To start with, all you really need is a dungeon level or two, populated with monsters, treasure, and perhaps a few traps, and a town nearby for the characters to rest up , recover, and buy (and sell) things between expeditions to the dungeon. You do not have to design the town in any great deal to begin with. Give your town an inn for the characters to stay between adventures, a tavern or two for meeting people and gathering information and rumors, a general store, and a temple where the characters can obtain healing for a price. You can add more places as needed, but these will be enough to start play.
If you are randomly determining the contents of rooms, chambers, caverns, etc. in a dungeon, the Dungeon Stocking Table can help. The result indicates what will be found in each room. Each result will also have a certain probability of being accompanied with treasure.
Dungeon Stocking Table
Roll d00 | Contents | Treasure (d6) |
---|---|---|
01-30 | Empty | 6+ |
31-60 | Monster | 4+ |
61-75 | Trap | 5+ |
76-00 | Unique* | Variable |
*You should think out a unique result carefully.

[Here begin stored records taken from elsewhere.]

pub mod cli;
pub mod config;
pub mod db;
pub mod error;
pub mod models;

pub use db::Database;
pub use error::{Error, Result};
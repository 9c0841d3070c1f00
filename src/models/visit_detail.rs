use serde::{Deserialize, Serialize};

use super::{Contact, Project, Visit};

/// A visit with its project and that project's contacts.
///
/// `project` and `contacts` are both `None` when the visit has no project.
/// When the visit points at a project id that no longer resolves, `project`
/// is `None` and `contacts` is an empty list.
#[derive(Debug, Clone, Serialize, Deserialize)]
pub struct VisitDetail {
    pub visit: Visit,
    pub project: Option<Project>,
    pub contacts: Option<Vec<Contact>>,
}

impl VisitDetail {
    /// True when the visit references a project id with no matching row
    pub fn has_dangling_project(&self) -> bool {
        self.visit.project_id.is_some() && self.project.is_none()
    }

    pub fn contact_count(&self) -> usize {
        self.contacts.as_ref().map_or(0, Vec::len)
    }
}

This result could include special encounters or special areas that stand out from encounters in most other rooms.
Empty rooms should generally not be completely barren, they may contain all sorts of things that might interest, delay, or confuse explorers. While treasure in an empty room might be obvious (e.g. a silver cup stilling on a pedestal), it will more likely be hidden or mixed in with other items in the room.

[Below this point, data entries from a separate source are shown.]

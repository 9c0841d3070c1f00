use rusqlite::{params, Row};
use tracing::debug;

use super::Database;
use crate::error::Result;
use crate::models::{Photo, Visit, DATE_FORMAT};

const VISIT_COLUMNS: &str = "id, locationName, date, appointmentNote, photo, projectId";

/// Helper to convert stored date text into a NaiveDate
fn parse_stored_date(s: &str) -> rusqlite::Result<chrono::NaiveDate> {
    chrono::NaiveDate::parse_from_str(s, DATE_FORMAT).map_err(|e| {
        rusqlite::Error::FromSqlConversionFailure(2, rusqlite::types::Type::Text, Box::new(e))
    })
}

impl Database {
    /// Insert a visit. Validation is the caller's job.
    pub fn add_visit(&self, visit: &Visit) -> Result<()> {
        debug!(id = %visit.id, has_photo = visit.has_photo(), "adding visit");
        self.insert_visit(visit)
    }

    pub fn insert_visit(&self, visit: &Visit) -> Result<()> {
        self.conn.execute(
            r#"INSERT INTO Visits (id, locationName, date, appointmentNote, photo, projectId)
               VALUES (?, ?, ?, ?, ?, ?)"#,
            params![
                visit.id,
                visit.location_name,
                visit.date.format(DATE_FORMAT).to_string(),
                visit.appointment_note,
                visit.photo.as_ref().map(Photo::as_bytes),
                visit.project_id,
            ],
        )?;
        Ok(())
    }

    pub fn list_visits(&self) -> Result<Vec<Visit>> {
        let mut stmt = self
            .conn
            .prepare(&format!("SELECT {} FROM Visits ORDER BY rowid", VISIT_COLUMNS))?;

        let visits = stmt
            .query_map([], Self::row_to_visit)?
            .collect::<rusqlite::Result<Vec<_>>>()?;

        debug!(count = visits.len(), "listed visits");
        Ok(visits)
    }

    pub fn get_visit_by_id(&self, id: &str) -> Result<Option<Visit>> {
        let mut stmt = self
            .conn
            .prepare(&format!("SELECT {} FROM Visits WHERE id = ?", VISIT_COLUMNS))?;

        let result = stmt.query_row([id], Self::row_to_visit);

        match result {
            Ok(visit) => Ok(Some(visit)),
            Err(rusqlite::Error::QueryReturnedNoRows) => Ok(None),
            Err(e) => Err(e.into()),
        }
    }

    /// Visits linked to a project, oldest first
    pub fn get_visits_for_project(&self, project_id: &str) -> Result<Vec<Visit>> {
        let mut stmt = self.conn.prepare(&format!(
            "SELECT {} FROM Visits WHERE projectId = ? ORDER BY date ASC, rowid ASC",
            VISIT_COLUMNS
        ))?;

        let visits = stmt
            .query_map([project_id], Self::row_to_visit)?
            .collect::<rusqlite::Result<Vec<_>>>()?;

        Ok(visits)
    }

    /// A row whose date is NULL or not `YYYY-MM-DD` is a conversion error,
    /// which fails the whole scan it belongs to.
    pub(super) fn row_to_visit(row: &Row) -> rusqlite::Result<Visit> {
        let date_str: String = row.get(2)?;
        let photo: Option<Vec<u8>> = row.get(4)?;

        Ok(Visit {
            id: row.get(0)?,
            location_name: row.get::<_, Option<String>>(1)?.unwrap_or_default(),
            date: parse_stored_date(&date_str)?,
            appointment_note: row.get(3)?,
            photo: photo.map(Photo::from),
            project_id: row.get(5)?,
        })
    }
}

#[cfg(test)]
mod tests {
    use super::*;
    use crate::error::Error;
    use crate::models::sample_png;
    use chrono::NaiveDate;

    fn date(y: i32, m: u32, d: u32) -> NaiveDate {
        NaiveDate::from_ymd_opt(y, m, d).unwrap()
    }

    #[test]
    fn test_add_and_list_visit() {
        let db = Database::open_memory().unwrap();

        let visit = Visit::new("X".to_string(), date(2024, 3, 15));
        db.add_visit(&visit).unwrap();

        let visits = db.list_visits().unwrap();
        assert_eq!(visits.len(), 1);
        assert_eq!(visits[0].id, visit.id);
        assert_eq!(visits[0].location_name, "X");
        assert_eq!(visits[0].date, date(2024, 3, 15));
        assert!(visits[0].photo.is_none());
        assert!(visits[0].project_id.is_none());
        assert!(visits[0].appointment_note.is_none());
    }

    #[test]
    fn test_list_visits_empty() {
        let db = Database::open_memory().unwrap();
        assert!(db.list_visits().unwrap().is_empty());
    }

    #[test]
    fn test_list_visits_insertion_order() {
        let db = Database::open_memory().unwrap();

        let names = ["North gate", "Depot", "Annex"];
        for name in names {
            db.add_visit(&Visit::new(name.to_string(), date(2024, 1, 1))).unwrap();
        }

        let listed: Vec<String> = db
            .list_visits()
            .unwrap()
            .into_iter()
            .map(|v| v.location_name)
            .collect();
        assert_eq!(listed, names);
    }

    #[test]
    fn test_photo_blob_roundtrip() {
        let db = Database::open_memory().unwrap();

        let png = sample_png(2, 2);
        let mut visit = Visit::new("Site".to_string(), date(2024, 5, 2));
        visit.photo = Photo::encode(Some(png.clone()));
        visit.appointment_note = Some("Meet the foreman".to_string());
        db.add_visit(&visit).unwrap();

        let stored = db.get_visit_by_id(&visit.id).unwrap().unwrap();
        assert_eq!(stored, visit);

        let decoded = stored.photo.unwrap().decode().unwrap();
        assert_eq!(decoded.raw, png);
    }

    #[test]
    fn test_malformed_photo_is_stored_as_is() {
        let db = Database::open_memory().unwrap();

        let mut visit = Visit::new("Site".to_string(), date(2024, 5, 2));
        visit.photo = Photo::encode(Some(b"garbage".to_vec()));
        db.add_visit(&visit).unwrap();

        let stored = db.get_visit_by_id(&visit.id).unwrap().unwrap();
        let photo = stored.photo.unwrap();
        assert_eq!(photo.as_bytes(), b"garbage");
        assert!(matches!(photo.decode(), Err(Error::Decode(_))));
    }

    #[test]
    fn test_get_visit_missing() {
        let db = Database::open_memory().unwrap();
        assert!(db.get_visit_by_id("VDEADBEEF").unwrap().is_none());
    }

    #[test]
    fn test_duplicate_id_is_storage_error() {
        let db = Database::open_memory().unwrap();

        let visit = Visit::new("Once".to_string(), date(2024, 1, 1));
        db.add_visit(&visit).unwrap();

        let mut again = Visit::new("Twice".to_string(), date(2024, 1, 2));
        again.id = visit.id.clone();
        let err = db.add_visit(&again).unwrap_err();
        assert!(matches!(err, Error::Storage(_)));

        // Original row untouched
        let stored = db.get_visit_by_id(&visit.id).unwrap().unwrap();
        assert_eq!(stored.location_name, "Once");
    }

    #[test]
    fn test_legacy_timestamp_id_accepted() {
        let db = Database::open_memory().unwrap();

        let mut visit = Visit::new("Legacy".to_string(), date(2023, 11, 30));
        visit.id = "V20231130091500".to_string();
        db.add_visit(&visit).unwrap();

        assert!(db.get_visit_by_id("V20231130091500").unwrap().is_some());
    }

    #[test]
    fn test_unreadable_date_fails_whole_list() {
        let db = Database::open_memory().unwrap();
        db.add_visit(&Visit::new("Good".to_string(), date(2024, 1, 1))).unwrap();
        db.conn
            .execute(
                "INSERT INTO Visits (id, locationName, date) VALUES ('VBADDATE1', 'Bad', '15/03/2024')",
                [],
            )
            .unwrap();

        assert!(matches!(db.list_visits(), Err(Error::Storage(_))));
        assert!(matches!(db.get_visit_by_id("VBADDATE1"), Err(Error::Storage(_))));

        db.conn
            .execute("UPDATE Visits SET date = NULL WHERE id = 'VBADDATE1'", [])
            .unwrap();
        assert!(matches!(db.list_visits(), Err(Error::Storage(_))));
    }

    #[test]
    fn test_get_visits_for_project() {
        let db = Database::open_memory().unwrap();

        let mut later = Visit::new("Later".to_string(), date(2024, 6, 1));
        later.project_id = Some("P00000001".to_string());
        let mut earlier = Visit::new("Earlier".to_string(), date(2024, 2, 1));
        earlier.project_id = Some("P00000001".to_string());
        let other = Visit::new("Unlinked".to_string(), date(2024, 1, 1));

        db.add_visit(&later).unwrap();
        db.add_visit(&earlier).unwrap();
        db.add_visit(&other).unwrap();

        let visits = db.get_visits_for_project("P00000001").unwrap();
        assert_eq!(visits.len(), 2);
        assert_eq!(visits[0].location_name, "Earlier");
        assert_eq!(visits[1].location_name, "Later");
    }
}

If you are creating a large multi-level dungeon, monsters on a level should generally range from one HD below the dungeon’s level to one hit die above the dungeon level. Unique encounters may be an exception.
Traps: Traps are mechanical (and sometimes magical) hazards such as pit traps, poison needles, or magical wards concealed in a dungeon or attached to an object in a dungeon. When a character triggers a trap, they must make a saving throw or suffer the damage listed below. A successful save means the character suffers half damage. Thieves can use Find and Remove Traps special ability to detect and disarm traps. Magical traps suffer a -1 penalty to such attempts. Once a referee has determined whether a trap is magical or not, they must then decide whether the trap is Common, Dangerous, Lethal, or Deadly.
- Common Trap: The character suffers 1d6 points of damage, save for half.
- Dangerous Trap: The character suffers 3d6 points of damage, save for half.
- Lethal Trap: The character suffers 6d6 points of damage, save for half.
- Deadly Trap: If the character fails their saving throw, they die. Otherwise, no damage.